Tuesday, June 27, 2006

Effective charity

Warren E. Buffett even knows how to get the biggest bank per buck when it comes to charity: he's giving the bulk of his fortune to the Gates Foundation. Bill Gates is a man with a plan. He has figured out where his charity dollars will have the biggest effect and he's heading up the implementation. Gates isn't the most appealing of personalities, but so what. What matters is that he's good at what does, and these days that's doing good. It shows what sort of person Buffett is that he knows that he can do the most good by handing over control of so much of his wealth to the Gates Foundation.

Here's a bit on Gates' plan.

Sorry to say it, but the UN and other large international and government agencies just aren't very good at allocation of funds to programs that will have the greatest effect, nor are they good at carrying out a plan.
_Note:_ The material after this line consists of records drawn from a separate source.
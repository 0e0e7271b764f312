//! Database initialization
//!
//! Creates the registry schema on first run and opens existing databases
//! idempotently. All child tables cascade from their owning aggregate root
//! so a specimen tree can be replaced wholesale inside one transaction.

use crate::Result;
use sqlx::sqlite::{SqliteConnectOptions, SqliteJournalMode, SqlitePoolOptions};
use sqlx::SqlitePool;
use std::path::Path;
use std::time::Duration;
use tracing::info;

/// Initialize database connection and create tables if needed.
///
/// Connection options rather than one-shot PRAGMA statements: foreign-key
/// enforcement is per-connection and the cascade deletes on tree
/// replacement depend on it holding for every pooled connection.
pub async fn init_database(db_path: &Path) -> Result<SqlitePool> {
    let newly_created = !db_path.exists();

    // Create parent directory if it doesn't exist
    if let Some(parent) = db_path.parent() {
        std::fs::create_dir_all(parent)?;
    }

    let options = SqliteConnectOptions::new()
        .filename(db_path)
        .create_if_missing(true)
        .foreign_keys(true)
        // WAL allows concurrent readers with one writer
        .journal_mode(SqliteJournalMode::Wal)
        .busy_timeout(Duration::from_millis(5000));

    let pool = SqlitePoolOptions::new()
        .max_connections(10)
        .connect_with(options)
        .await?;

    if newly_created {
        info!("Initialized new database: {}", db_path.display());
    } else {
        info!("Opened existing database: {}", db_path.display());
    }

    create_all_tables(&pool).await?;

    // Versioned migrations run after baseline table creation
    crate::db::migrations::run_migrations(&pool).await?;

    Ok(pool)
}

/// Open an in-memory database with the full schema, for tests and tooling.
/// Single connection: each sqlite::memory: connection is its own database.
pub async fn init_memory_database() -> Result<SqlitePool> {
    let options = SqliteConnectOptions::new()
        .in_memory(true)
        .foreign_keys(true);

    let pool = SqlitePoolOptions::new()
        .max_connections(1)
        .idle_timeout(None)
        .max_lifetime(None)
        .connect_with(options)
        .await?;

    create_all_tables(&pool).await?;
    crate::db::migrations::run_migrations(&pool).await?;

    Ok(pool)
}

async fn create_all_tables(pool: &SqlitePool) -> Result<()> {
    create_schema_version_table(pool).await?;
    create_participants_table(pool).await?;
    create_specimens_table(pool).await?;
    create_specimen_attributes_table(pool).await?;
    create_aliquots_table(pool).await?;
    create_datasets_table(pool).await?;
    create_dataset_items_table(pool).await?;
    create_stored_samples_table(pool).await?;
    Ok(())
}

async fn create_schema_version_table(pool: &SqlitePool) -> Result<()> {
    sqlx::query(
        r#"
        CREATE TABLE IF NOT EXISTS schema_version (
            version INTEGER PRIMARY KEY
        )
        "#,
    )
    .execute(pool)
    .await?;
    Ok(())
}

async fn create_participants_table(pool: &SqlitePool) -> Result<()> {
    sqlx::query(
        r#"
        CREATE TABLE IF NOT EXISTS participants (
            id          INTEGER PRIMARY KEY AUTOINCREMENT,
            biobank_id  TEXT NOT NULL UNIQUE,
            created_at  INTEGER NOT NULL
        )
        "#,
    )
    .execute(pool)
    .await?;
    Ok(())
}

async fn create_specimens_table(pool: &SqlitePool) -> Result<()> {
    sqlx::query(
        r#"
        CREATE TABLE IF NOT EXISTS specimens (
            id                       INTEGER PRIMARY KEY AUTOINCREMENT,
            rlims_id                 TEXT NOT NULL UNIQUE,
            participant_id           INTEGER NOT NULL REFERENCES participants(id),
            order_id                 TEXT NOT NULL,
            test_code                TEXT NOT NULL,
            repository_id            TEXT,
            study_id                 TEXT,
            cohort_id                TEXT,
            collection_date          TEXT,
            confirmed_date           TEXT,
            status                   TEXT NOT NULL DEFAULT '',
            freeze_thaw_count        INTEGER,
            location                 TEXT,
            quantity                 REAL,
            quantity_units           TEXT,
            processing_complete_date TEXT,
            deviations               TEXT,
            disposal_reason          TEXT NOT NULL DEFAULT '',
            disposal_date            TEXT,
            created_at               INTEGER NOT NULL,
            updated_at               INTEGER NOT NULL
        )
        "#,
    )
    .execute(pool)
    .await?;
    Ok(())
}

async fn create_specimen_attributes_table(pool: &SqlitePool) -> Result<()> {
    sqlx::query(
        r#"
        CREATE TABLE IF NOT EXISTS specimen_attributes (
            id          INTEGER PRIMARY KEY AUTOINCREMENT,
            specimen_id INTEGER NOT NULL REFERENCES specimens(id) ON DELETE CASCADE,
            name        TEXT NOT NULL,
            value       TEXT NOT NULL DEFAULT '',
            UNIQUE(specimen_id, name)
        )
        "#,
    )
    .execute(pool)
    .await?;
    Ok(())
}

async fn create_aliquots_table(pool: &SqlitePool) -> Result<()> {
    // Exactly one of specimen_id / parent_aliquot_id is set.
    // root_specimen_rlims_id is denormalized so a whole subtree can be
    // addressed without walking the parent chain.
    sqlx::query(
        r#"
        CREATE TABLE IF NOT EXISTS aliquots (
            id                       INTEGER PRIMARY KEY AUTOINCREMENT,
            rlims_id                 TEXT NOT NULL UNIQUE,
            specimen_id              INTEGER REFERENCES specimens(id) ON DELETE CASCADE,
            parent_aliquot_id        INTEGER REFERENCES aliquots(id) ON DELETE CASCADE,
            root_specimen_rlims_id   TEXT NOT NULL,
            sample_type              TEXT,
            child_plan_service       TEXT,
            initial_treatment        TEXT,
            container_type           TEXT,
            status                   TEXT NOT NULL DEFAULT '',
            freeze_thaw_count        INTEGER,
            location                 TEXT,
            quantity                 REAL,
            quantity_units           TEXT,
            processing_complete_date TEXT,
            deviations               TEXT,
            disposal_reason          TEXT NOT NULL DEFAULT '',
            disposal_date            TEXT,
            created_at               INTEGER NOT NULL,
            updated_at               INTEGER NOT NULL,
            CHECK (
                (specimen_id IS NOT NULL AND parent_aliquot_id IS NULL) OR
                (specimen_id IS NULL AND parent_aliquot_id IS NOT NULL)
            )
        )
        "#,
    )
    .execute(pool)
    .await?;

    sqlx::query(
        "CREATE INDEX IF NOT EXISTS idx_aliquots_root ON aliquots(root_specimen_rlims_id)",
    )
    .execute(pool)
    .await?;
    Ok(())
}

async fn create_datasets_table(pool: &SqlitePool) -> Result<()> {
    sqlx::query(
        r#"
        CREATE TABLE IF NOT EXISTS datasets (
            id         INTEGER PRIMARY KEY AUTOINCREMENT,
            rlims_id   TEXT NOT NULL UNIQUE,
            aliquot_id INTEGER NOT NULL REFERENCES aliquots(id) ON DELETE CASCADE,
            name       TEXT NOT NULL DEFAULT '',
            status     TEXT NOT NULL DEFAULT ''
        )
        "#,
    )
    .execute(pool)
    .await?;
    Ok(())
}

async fn create_dataset_items_table(pool: &SqlitePool) -> Result<()> {
    // param_id is only unique within its dataset
    sqlx::query(
        r#"
        CREATE TABLE IF NOT EXISTS dataset_items (
            id            INTEGER PRIMARY KEY AUTOINCREMENT,
            dataset_id    INTEGER NOT NULL REFERENCES datasets(id) ON DELETE CASCADE,
            param_id      TEXT NOT NULL,
            display_value TEXT,
            display_units TEXT,
            UNIQUE(dataset_id, param_id)
        )
        "#,
    )
    .execute(pool)
    .await?;
    Ok(())
}

async fn create_stored_samples_table(pool: &SqlitePool) -> Result<()> {
    // Lab inventory report side. Written by the manifest ingestion path,
    // read by reconciliation. Timestamps are unix seconds.
    sqlx::query(
        r#"
        CREATE TABLE IF NOT EXISTS stored_samples (
            id           INTEGER PRIMARY KEY AUTOINCREMENT,
            sample_id    TEXT NOT NULL UNIQUE,
            biobank_id   TEXT NOT NULL,
            test_code    TEXT NOT NULL,
            order_id     TEXT NOT NULL,
            status       TEXT NOT NULL,
            confirmed_at INTEGER,
            created_at   INTEGER NOT NULL,
            disposed_at  INTEGER
        )
        "#,
    )
    .execute(pool)
    .await?;
    Ok(())
}
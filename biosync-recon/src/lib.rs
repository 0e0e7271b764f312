//! biosync-recon library - Specimen inventory reconciliation
//!
//! Pairs the lab inventory report's view of each physical sample with the
//! registry API's specimen model and classifies every divergence into a
//! fixed taxonomy, tolerating the known, benign skew between the two
//! pipelines.

pub mod db;
pub mod engine;
pub mod report;
pub mod status_map;
//! Difference detection between paired sample records
//!
//! Mismatches are data, not errors: the engine returns typed Difference
//! records and only raises for infrastructure failures. Each field check is
//! independent and produces at most one difference per pair.

use std::fmt;

use biosync_common::config::ReconSettings;
use biosync_common::db::models::{StoredSample, STATUS_DISPOSED};
use chrono::DateTime;
use serde::Serialize;

use crate::status_map::{statuses_equivalent, ReportStatus};

/// The registry API's view of one sample, flattened for comparison.
/// Timestamps are unix seconds, already normalized from the stored text
/// dates.
#[derive(Debug, Clone)]
pub struct ApiSample {
    pub rlims_id: String,
    pub biobank_id: String,
    pub test_code: String,
    pub order_id: String,
    pub status: String,
    pub disposal_reason: String,
    pub confirmed_at: Option<i64>,
    pub disposed_at: Option<i64>,
    pub created_at: i64,
}

/// One physical sample's two records, either of which may be missing
#[derive(Debug, Clone)]
pub struct SamplePair {
    pub report: Option<StoredSample>,
    pub api: Option<ApiSample>,
}

impl SamplePair {
    pub fn sample_id(&self) -> &str {
        match (&self.report, &self.api) {
            (Some(report), _) => &report.sample_id,
            (None, Some(api)) => &api.rlims_id,
            (None, None) => "",
        }
    }
}

#[derive(Debug, Clone, Copy, PartialEq, Eq, Serialize)]
#[serde(rename_all = "SCREAMING_SNAKE_CASE")]
pub enum DifferenceKind {
    MissingFromSir,
    MissingFromApiData,
    BiobankId,
    TestCode,
    OrderId,
    ConfirmedDate,
    DisposalDate,
    Status,
}

/// A typed divergence between the two records of one sample
#[derive(Debug, Clone, Serialize)]
pub struct Difference {
    pub sample_id: String,
    pub kind: DifferenceKind,
    pub report_value: Option<String>,
    pub api_value: Option<String>,
}

impl Difference {
    fn new(sample_id: &str, kind: DifferenceKind) -> Self {
        Self {
            sample_id: sample_id.to_string(),
            kind,
            report_value: None,
            api_value: None,
        }
    }

    fn with_values(
        sample_id: &str,
        kind: DifferenceKind,
        report_value: String,
        api_value: String,
    ) -> Self {
        Self {
            sample_id: sample_id.to_string(),
            kind,
            report_value: Some(report_value),
            api_value: Some(api_value),
        }
    }

    pub fn missing_from_sir(sample_id: &str) -> Self {
        Self::new(sample_id, DifferenceKind::MissingFromSir)
    }
}

impl fmt::Display for Difference {
    fn fmt(&self, f: &mut fmt::Formatter<'_>) -> fmt::Result {
        let report = self.report_value.as_deref().unwrap_or("-");
        let api = self.api_value.as_deref().unwrap_or("-");
        match self.kind {
            DifferenceKind::MissingFromSir => write!(
                f,
                "MISSING_FROM_SIR sample {}: present in API data, absent from inventory report",
                self.sample_id
            ),
            DifferenceKind::MissingFromApiData => write!(
                f,
                "MISSING_FROM_API_DATA sample {}: present in inventory report, absent from API data",
                self.sample_id
            ),
            DifferenceKind::BiobankId => write!(
                f,
                "BIOBANK_ID sample {}: report={report} api={api}",
                self.sample_id
            ),
            DifferenceKind::TestCode => write!(
                f,
                "TEST_CODE sample {}: report={report} api={api}",
                self.sample_id
            ),
            DifferenceKind::OrderId => write!(
                f,
                "ORDER_ID sample {}: report={report} api={api}",
                self.sample_id
            ),
            DifferenceKind::ConfirmedDate => write!(
                f,
                "CONFIRMED_DATE sample {}: report={report} api={api}",
                self.sample_id
            ),
            DifferenceKind::DisposalDate => write!(
                f,
                "DISPOSAL_DATE sample {}: report={report} api={api}",
                self.sample_id
            ),
            DifferenceKind::Status => write!(
                f,
                "STATUS sample {}: report={report} api={api}",
                self.sample_id
            ),
        }
    }
}
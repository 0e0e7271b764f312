//! Timestamp utilities
//!
//! Client payloads carry dates in two shapes: full RFC 3339 timestamps for
//! confirmation/processing times and bare `YYYY-MM-DD` dates for collection
//! and disposal dates. Reconciliation needs both normalized to UTC instants.

use chrono::{DateTime, NaiveDate, NaiveDateTime, NaiveTime, Utc};

/// Get current UTC timestamp
pub fn now() -> DateTime<Utc> {
    Utc::now()
}

/// Parse a client-supplied date or timestamp string into a UTC instant.
///
/// Accepts RFC 3339 (`2020-04-02T13:05:00Z`), a space-separated datetime
/// (`2020-04-02 13:05:00`), or a bare date (`2020-04-02`, midnight UTC).
/// Returns `None` for empty or unparseable input.
pub fn parse_flexible(s: &str) -> Option<DateTime<Utc>> {
    let s = s.trim();
    if s.is_empty() {
        return None;
    }

    if let Ok(dt) = DateTime::parse_from_rfc3339(s) {
        return Some(dt.with_timezone(&Utc));
    }

    if let Ok(naive) = NaiveDateTime::parse_from_str(s, "%Y-%m-%d %H:%M:%S") {
        return Some(naive.and_utc());
    }

    if let Ok(date) = NaiveDate::parse_from_str(s, "%Y-%m-%d") {
        return Some(date.and_hms_opt(0, 0, 0)?.and_utc());
    }

    None
}

/// Parse a date bound for reconciliation windows (`YYYY-MM-DD`).
///
/// The end bound is inclusive, so callers extend it to the end of that day.
pub fn parse_date_bound(s: &str) -> Option<NaiveDate> {
    NaiveDate::parse_from_str(s.trim(), "%Y-%m-%d").ok()
}

/// Unix-second bounds of an inclusive date window: midnight on the start
/// date through the last second of the end date
pub fn window_bounds(start: NaiveDate, end: NaiveDate) -> (i64, i64) {
    let start_ts = start.and_time(NaiveTime::MIN).and_utc().timestamp();
    let end_ts = end.and_time(NaiveTime::MIN).and_utc().timestamp() + 86_399;
    (start_ts, end_ts)
}
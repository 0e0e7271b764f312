//! Reconciliation report orchestration
//!
//! Windowed query → pairing → staleness pre-filter → difference detection →
//! expected-lag suppression → outer-join pass for specimens the inventory
//! report never saw.

use biosync_common::config::ReconSettings;
use biosync_common::Result;
use sqlx::SqlitePool;
use tracing::info;

use crate::db;
use crate::engine::{self, Difference, DifferenceKind, SamplePair};

/// Outcome of one reconciliation run
#[derive(Debug)]
pub struct ReconReport {
    pub differences: Vec<Difference>,
    /// Inventory report rows examined
    pub samples_examined: usize,
    /// Pairs excluded from disposal/status comparison by the staleness
    /// pre-filter
    pub stale_skipped: usize,
    /// Differences suppressed as expected RECEIVED→Disposed lag
    pub suppressed_lag: usize,
}

/// Run reconciliation over inventory rows created in [start_ts, end_ts]
pub async fn run_report(
    pool: &SqlitePool,
    start_ts: i64,
    end_ts: i64,
    settings: &ReconSettings,
) -> Result<ReconReport> {
    let stored = db::stored_samples_in_window(pool, start_ts, end_ts).await?;
    let samples_examined = stored.len();

    let sample_ids: Vec<String> = stored.iter().map(|s| s.sample_id.clone()).collect();
    let mut api_samples = db::api_samples_by_ids(pool, &sample_ids).await?;

    let pairs: Vec<SamplePair> = stored
        .into_iter()
        .map(|report| {
            let api = api_samples.remove(&report.sample_id);
            SamplePair {
                report: Some(report),
                api,
            }
        })
        .collect();

    let (fresh, stale) = engine::partition_stale(pairs, settings);
    let stale_skipped = stale.len();

    let mut differences = Vec::new();
    let mut suppressed_lag = 0;

    for pair in &fresh {
        let expected_lag = engine::is_expected_disposal_lag(pair);
        for difference in engine::find_differences(pair, settings) {
            // The lab not having caught up to an API-side disposal is the
            // one skew pattern dropped at the printing stage
            let lag_artifact = expected_lag
                && matches!(
                    difference.kind,
                    DifferenceKind::DisposalDate | DifferenceKind::Status
                );
            if lag_artifact {
                suppressed_lag += 1;
            } else {
                differences.push(difference);
            }
        }
    }

    for pair in &stale {
        differences.extend(engine::find_identity_differences(pair, settings));
    }

    // Outer-join pass: the driving iteration above only sees samples that
    // exist in the inventory report
    for api_sample in db::api_samples_without_report(pool, start_ts, end_ts).await? {
        differences.push(Difference::missing_from_sir(&api_sample.rlims_id));
    }

    info!(
        "Reconciliation: {} report rows, {} differences, {} stale pairs skipped, {} lag artifacts suppressed",
        samples_examined,
        differences.len(),
        stale_skipped,
        suppressed_lag
    );

    Ok(ReconReport {
        differences,
        samples_examined,
        stale_skipped,
        suppressed_lag,
    })
}
//! Reconciliation queries
//!
//! Two windowed passes over the datastore: inventory report rows created in
//! the window (the driving set), and API specimens created in the window
//! with no inventory counterpart (the outer-join pass).

use std::collections::HashMap;

use biosync_common::db::models::StoredSample;
use biosync_common::{time, Result};
use sqlx::SqlitePool;

use crate::engine::ApiSample;

/// Inventory report rows created within [start_ts, end_ts]
pub async fn stored_samples_in_window(
    pool: &SqlitePool,
    start_ts: i64,
    end_ts: i64,
) -> Result<Vec<StoredSample>> {
    let samples = sqlx::query_as::<_, StoredSample>(
        "SELECT * FROM stored_samples WHERE created_at BETWEEN ? AND ? ORDER BY sample_id",
    )
    .bind(start_ts)
    .bind(end_ts)
    .fetch_all(pool)
    .await?;
    Ok(samples)
}

#[derive(Debug, sqlx::FromRow)]
struct ApiSampleRow {
    rlims_id: String,
    biobank_id: String,
    test_code: String,
    order_id: String,
    status: String,
    disposal_reason: String,
    confirmed_date: Option<String>,
    disposal_date: Option<String>,
    created_at: i64,
}

impl ApiSampleRow {
    fn into_sample(self) -> ApiSample {
        ApiSample {
            rlims_id: self.rlims_id,
            biobank_id: self.biobank_id,
            test_code: self.test_code,
            order_id: self.order_id,
            status: self.status,
            disposal_reason: self.disposal_reason,
            confirmed_at: parse_instant(self.confirmed_date.as_deref()),
            disposed_at: parse_instant(self.disposal_date.as_deref()),
            created_at: self.created_at,
        }
    }
}

fn parse_instant(s: Option<&str>) -> Option<i64> {
    s.and_then(time::parse_flexible).map(|dt| dt.timestamp())
}

const API_SAMPLE_COLUMNS: &str = "s.rlims_id, p.biobank_id, s.test_code, s.order_id, \
     s.status, s.disposal_reason, s.confirmed_date, s.disposal_date, s.created_at";

/// API specimens matching the given lab sample ids, keyed by rlims_id.
/// The two identifier spaces hold the same strings in well-formed data.
pub async fn api_samples_by_ids(
    pool: &SqlitePool,
    sample_ids: &[String],
) -> Result<HashMap<String, ApiSample>> {
    if sample_ids.is_empty() {
        return Ok(HashMap::new());
    }

    let placeholders = vec!["?"; sample_ids.len()].join(", ");
    let sql = format!(
        "SELECT {API_SAMPLE_COLUMNS} \
         FROM specimens s JOIN participants p ON p.id = s.participant_id \
         WHERE s.rlims_id IN ({placeholders})"
    );
    let mut query = sqlx::query_as::<_, ApiSampleRow>(&sql);
    for id in sample_ids {
        query = query.bind(id);
    }

    let rows = query.fetch_all(pool).await?;
    Ok(rows
        .into_iter()
        .map(|row| (row.rlims_id.clone(), row.into_sample()))
        .collect())
}

/// API specimens created within the window that have no inventory report
/// counterpart at all
pub async fn api_samples_without_report(
    pool: &SqlitePool,
    start_ts: i64,
    end_ts: i64,
) -> Result<Vec<ApiSample>> {
    let sql = format!(
        "SELECT {API_SAMPLE_COLUMNS} \
         FROM specimens s \
         JOIN participants p ON p.id = s.participant_id \
         LEFT JOIN stored_samples ss ON ss.sample_id = s.rlims_id \
         WHERE ss.id IS NULL AND s.created_at BETWEEN ? AND ? \
         ORDER BY s.rlims_id"
    );
    let rows = sqlx::query_as::<_, ApiSampleRow>(&sql)
        .bind(start_ts)
        .bind(end_ts)
        .fetch_all(pool)
        .await?;
    Ok(rows.into_iter().map(ApiSampleRow::into_sample).collect())
}
//! HTTP request handlers

pub mod aliquots;
pub mod attributes;
pub mod error;
pub mod health;
pub mod participants;
pub mod samples;
pub mod specimens;

pub use error::{ApiError, ApiResult};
In the world as it is a competent and benevolent dictator is the best form of benevolence available.

Speaking of which here's another example:
Dr. Arata Kochi, the new chief of the World Health Organization's global malaria program, has turned an enfilading fire on the whole field: the drug-makers, the net-makers, the scientists and even the donors and the suffering countries they try to help.

"The malaria community hates me," Dr. Kochi said in an interview in the W.H.O.'s small Manhattan office. "I said, basically, 'You are stupid.' Their science is very weak. The community is small and inward-looking and fighting each other."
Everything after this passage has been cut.